In the words of someone else, my heart aches


R Taylor Grow

My roommate once suggested that we — the privileged Millennials who have never really suffered — are so separated from our emotions that we rely on musicians to feel sad on our behalf. The day he offered this insight, I had one earbud pouring a gloomy Ingrid Michaelson song into my ear. I contested his thought, convinced that Michaelson or Tristan Prettyman or Rachel Yamagata simply shared my emotions and could express these feelings in terms I could not articulate.

After some reflection, I now argue that I have trouble articulating these thoughts for a particular reason: I have not been trained to properly express these thoughts because Millennials have not been encouraged to poetically explore their interiors. The educational system has consequently nurtured a generation content with surrogate lyrics and borrowed emotion.

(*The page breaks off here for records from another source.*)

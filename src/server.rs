//! HTTP server lifecycle: startup, serving, graceful shutdown.

use anyhow::Context;
use tokio::net::TcpListener;
use tokio::signal;

use crate::api::routes::create_router;
use crate::config::{Environment, settings::Settings};
use crate::db::{establish_async_connection_pool, run_pending_migrations};
use crate::state::AppState;

/// Owns the resolved settings and drives the server from startup through
/// graceful shutdown.
pub struct Server {
    settings: Settings,
}

impl Server {
    pub fn new(settings: Settings) -> Self {
        Self { settings }
    }

    /// Runs migrations (when enabled), builds the pool and state, binds the
    /// listener and serves until Ctrl+C or SIGTERM.
    pub async fn run(self) -> anyhow::Result<()> {
        let settings = self.settings;

        tracing::info!(
            name = %settings.application.name,
            version = %settings.application.version,
            environment = %Environment::from_env().as_str(),
            "Starting brigade"
        );

        // The CLI path validates before handing settings over, but Server
        // can also be constructed directly
        settings
            .validate()
            .context("refusing to start with invalid configuration")?;

        tracing::debug!(
            address = %settings.server.address(),
            request_timeout = settings.server.request_timeout,
            keep_alive_timeout = settings.server.keep_alive_timeout,
            pool_min = settings.database.min_connections,
            pool_max = settings.database.max_connections,
            auto_migrate = settings.database.auto_migrate,
            log_level = %settings.logger.level,
            token_length = settings.auth.token_length,
            "Resolved configuration"
        );

        if settings.database.auto_migrate {
            let applied = run_pending_migrations(&settings.database.url).await?;
            match applied.len() {
                0 => tracing::info!("Database schema is up to date"),
                count => tracing::info!(count, "Applied pending migrations"),
            }
        }

        let pool = establish_async_connection_pool(&settings.database).await?;
        let state = AppState::new(pool, settings.auth.clone());
        let router = create_router(state);

        let address = settings.server.address();
        let listener = TcpListener::bind(&address)
            .await
            .with_context(|| format!("Failed to bind to {address}"))?;
        tracing::info!(%address, "Server listening");

        axum::serve(listener, router)
            .with_graceful_shutdown(shutdown_signal())
            .await?;

        tracing::info!("Shutdown complete");
        Ok(())
    }
}

/// Resolves when either Ctrl+C or SIGTERM arrives.
async fn shutdown_signal() {
    let ctrl_c = async {
        signal::ctrl_c()
            .await
            .expect("Ctrl+C handler should install");
    };

    #[cfg(unix)]
    let terminate = async {
        signal::unix::signal(signal::unix::SignalKind::terminate())
            .expect("SIGTERM handler should install")
            .recv()
            .await;
    };

    #[cfg(not(unix))]
    let terminate = std::future::pending::<()>();

    tokio::select! {
        _ = ctrl_c => {
            tracing::info!("Ctrl+C received, shutting down");
        }
        _ = terminate => {
            tracing::info!("SIGTERM received, shutting down");
        }
    }
}
//! Business rules live here, between the HTTP layer and the
//! repositories. Handlers never touch a repository directly.

mod auth_service;
mod project_service;
mod user_service;

pub use auth_service::{AuthService, AuthUser};
pub use project_service::ProjectService;
pub use user_service::UserService;

use crate::config::AuthConfig;
use crate::repositories::Repositories;

/// All services bundled for `AppState`.
///
/// Each service holds Arc-backed repositories, so clones share state.
#[derive(Clone)]
pub struct Services {
    pub projects: ProjectService,
    pub auth: AuthService,
    pub users: UserService,
}

impl Services {
    /// Wires each service to the repositories it needs.
    pub fn new(repos: Repositories, auth_config: AuthConfig) -> Self {
        Self {
            projects: ProjectService::new(repos.projects, repos.organizations),
            auth: AuthService::new(repos.access_tokens, repos.applications, auth_config),
            users: UserService::new(repos.users),
        }
    }
}
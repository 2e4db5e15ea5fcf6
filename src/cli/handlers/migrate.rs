//! Migrate command handler.
//!
//! Applies, previews and rolls back the embedded migrations over a
//! blocking `PgConnection` (the migration harness is synchronous).

use diesel::Connection;
use diesel::pg::PgConnection;
use diesel_migrations::MigrationHarness;

use crate::config::settings::Settings;
use crate::db::MIGRATIONS;
use crate::error::{AppError, AppResult};

pub struct MigrateCommandHandler {
    settings: Settings,
}

impl MigrateCommandHandler {
    pub fn new(settings: Settings) -> Self {
        Self { settings }
    }

    /// Runs the requested migration operation.
    ///
    /// `--dry-run` previews pending migrations, `--rollback N` reverts the
    /// last `N`, and the bare command applies everything pending.
    pub async fn execute(&self, dry_run: bool, rollback: Option<u32>) -> AppResult<()> {
        self.settings.database.validate()?;

        if dry_run {
            return self.preview_pending().await;
        }

        match rollback {
            Some(steps) => self.rollback(steps).await,
            None => self.apply_pending().await,
        }
    }

    /// Lists pending migrations without applying them.
    async fn preview_pending(&self) -> AppResult<()> {
        println!("Inspecting pending migrations...");

        let pending = self
            .with_blocking_connection("preview migrations", |conn| {
                let pending = conn.pending_migrations(MIGRATIONS).map_err(|e| {
                    AppError::Database {
                        operation: "preview migrations".to_string(),
                        source: anyhow::anyhow!("migration harness: {}", e),
                    }
                })?;
                Ok(pending.iter().map(|m| m.name().to_string()).collect::<Vec<_>>())
            })
            .await?;

        if pending.is_empty() {
            println!("✓ Database is up to date");
        } else {
            println!("Found {} pending migration(s):", pending.len());
            for name in &pending {
                println!("  - {}", name);
            }
            println!("\nRun without --dry-run to apply them");
        }

        Ok(())
    }

    /// Applies every pending migration.
    async fn apply_pending(&self) -> AppResult<()> {
        println!("Applying database migrations...");

        let applied = crate::db::run_pending_migrations(&self.settings.database.url).await?;

        if applied.is_empty() {
            println!("✓ Database is already up to date");
        } else {
            println!("✓ Applied {} migration(s):", applied.len());
            for name in &applied {
                println!("  - {}", name);
            }
        }

        Ok(())
    }

    /// Reverts the last `steps` applied migrations, newest first.
    async fn rollback(&self, steps: u32) -> AppResult<()> {
        if steps == 0 {
            return Err(AppError::Validation {
                field: "rollback_steps".to_string(),
                reason: "Rollback steps must be at least 1".to_string(),
            });
        }

        println!("Reverting {} migration(s)...", steps);

        let reverted = self
            .with_blocking_connection("revert migrations", move |conn| {
                let applied = conn.applied_migrations().map_err(|e| AppError::Database {
                    operation: "list applied migrations".to_string(),
                    source: anyhow::anyhow!("migration harness: {}", e),
                })?;

                if applied.len() < steps as usize {
                    return Err(AppError::Validation {
                        field: "rollback_steps".to_string(),
                        reason: format!(
                            "Cannot revert {} migrations, only {} are applied",
                            steps,
                            applied.len()
                        ),
                    });
                }

                let mut reverted = Vec::with_capacity(steps as usize);
                for _ in 0..steps {
                    let version =
                        conn.revert_last_migration(MIGRATIONS)
                            .map_err(|e| AppError::Database {
                                operation: "revert last migration".to_string(),
                                source: anyhow::anyhow!("rollback failed: {}", e),
                            })?;
                    reverted.push(version.to_string());
                }
                Ok(reverted)
            })
            .await?;

        println!("✓ Reverted {} migration(s):", reverted.len());
        for version in &reverted {
            println!("  - {}", version);
        }

        Ok(())
    }

    /// Establishes a blocking connection and hands it to `f` on the
    /// blocking pool.
    async fn with_blocking_connection<T, F>(&self, operation: &'static str, f: F) -> AppResult<T>
    where
        T: Send + 'static,
        F: FnOnce(&mut PgConnection) -> AppResult<T> + Send + 'static,
    {
        let database_url = self.settings.database.url.clone();
        tokio::task::spawn_blocking(move || {
            let mut conn =
                PgConnection::establish(&database_url).map_err(|e| AppError::Database {
                    operation: operation.to_string(),
                    source: anyhow::anyhow!("could not connect: {}", e),
                })?;
            f(&mut conn)
        })
        .await
        .map_err(|e| AppError::Internal {
            source: anyhow::Error::from(e),
        })?
    }

    pub fn config(&self) -> &Settings {
        &self.settings
    }
}
//! Request/response logging inside a per-request tracing span.

use axum::{extract::Request, middleware::Next, response::Response};
use std::time::Instant;
use tracing::{Instrument, info};

use super::RequestId;

/// Wraps each request in an `http_request` span carrying the method, path
/// and request ID, then logs arrival and completion with timing. Handler
/// logs emitted inside the span inherit the same fields.
pub async fn logging_middleware(request: Request, next: Next) -> Response {
    let id = match request.extensions().get::<RequestId>() {
        Some(RequestId(id)) => id.clone(),
        None => "unknown".to_owned(),
    };
    let span = tracing::info_span!(
        "http_request",
        method = %request.method(),
        path = %request.uri().path(),
        request_id = %id
    );

    async move {
        info!("Incoming request");

        let started = Instant::now();
        let response = next.run(request).await;

        info!(
            status = response.status().as_u16(),
            duration_ms = started.elapsed().as_millis() as u64,
            "Request completed"
        );
        response
    }
    .instrument(span)
    .await
}

#[cfg(test)]
mod tests {
    use super::*;
    use axum::{Router, body::Body, http::Request as HttpRequest, http::StatusCode, routing::get};
    use tower::ServiceExt;

    #[tokio::test]
    async fn test_response_passes_through_unchanged() {
        let app = Router::new()
            .route("/", get(|| async { "ok" }))
            .layer(axum::middleware::from_fn(logging_middleware));

        let response = app
            .oneshot(HttpRequest::builder().uri("/").body(Body::empty()).unwrap())
            .await
            .unwrap();

        assert_eq!(response.status(), StatusCode::OK);
    }
}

In the larger educational system, a world where science, technology, engineering and mathematics seem to run the world, the poet has been long obscured by a culture that does not seem to understand the necessity or power of the word, or, more particularly, the creative string of words that allows man to express himself in a unique manner. Instead, the creative education that we receive exists outside of the formalized classroom without a respectable instructor; it is, in fact, media and personal motivation.

It is nearly impossible to say something serious and beautiful about one’s sadness when we live in a society where we confront only the trite imagery and tropes and mark contemporary ballads. Further, in our nonexistent state of poetic training, an endeavor to articulate such a thought seems vain when we cannot construct a line comparable to the beauty of those few sirens whose verses shatter the cliché. In the aftermath of such an encounter, we forcibly kidnap these lyrics, posting baby pictures on social media sites, allowing our circles to understand the depth of our emotion through verses that we have stolen from a set of proud parents.

I argue passionately against my roommate’s claim — that dejected Millennials have never suffered. Anyone who has cried on the back of a bus after parting with a lover or shared an impassionate kiss with the love of his life has suffered, though we must acknowledge that it is a privileged sort of suffering. However, my complaint against this kind of suffering rises when the dejected Millennial chooses to express this condition through appropriation — a complaint that extends past the melancholy twenty-something to the culture that has inhibited his ability to write for himself. Indeed this leads to the emotional immaturity to which my roommate pointed that evening and which I find in the posts of online friends who think that Nicki Minaj’s “Marilyn Monroe” is a means through which to express their understanding of the human condition.

Until our educational system allows for a critical and productive medium that teaches us to express the melancholy that inevitably infects our angst-ridden selves, our generation will continue to drown in the insubstantial sea to which our piano sirens lure us — forever convinced that “Most every morning, [we] wake up crying,” as Yamagata writes, when, in fact, every morning our eyes are remarkably dry.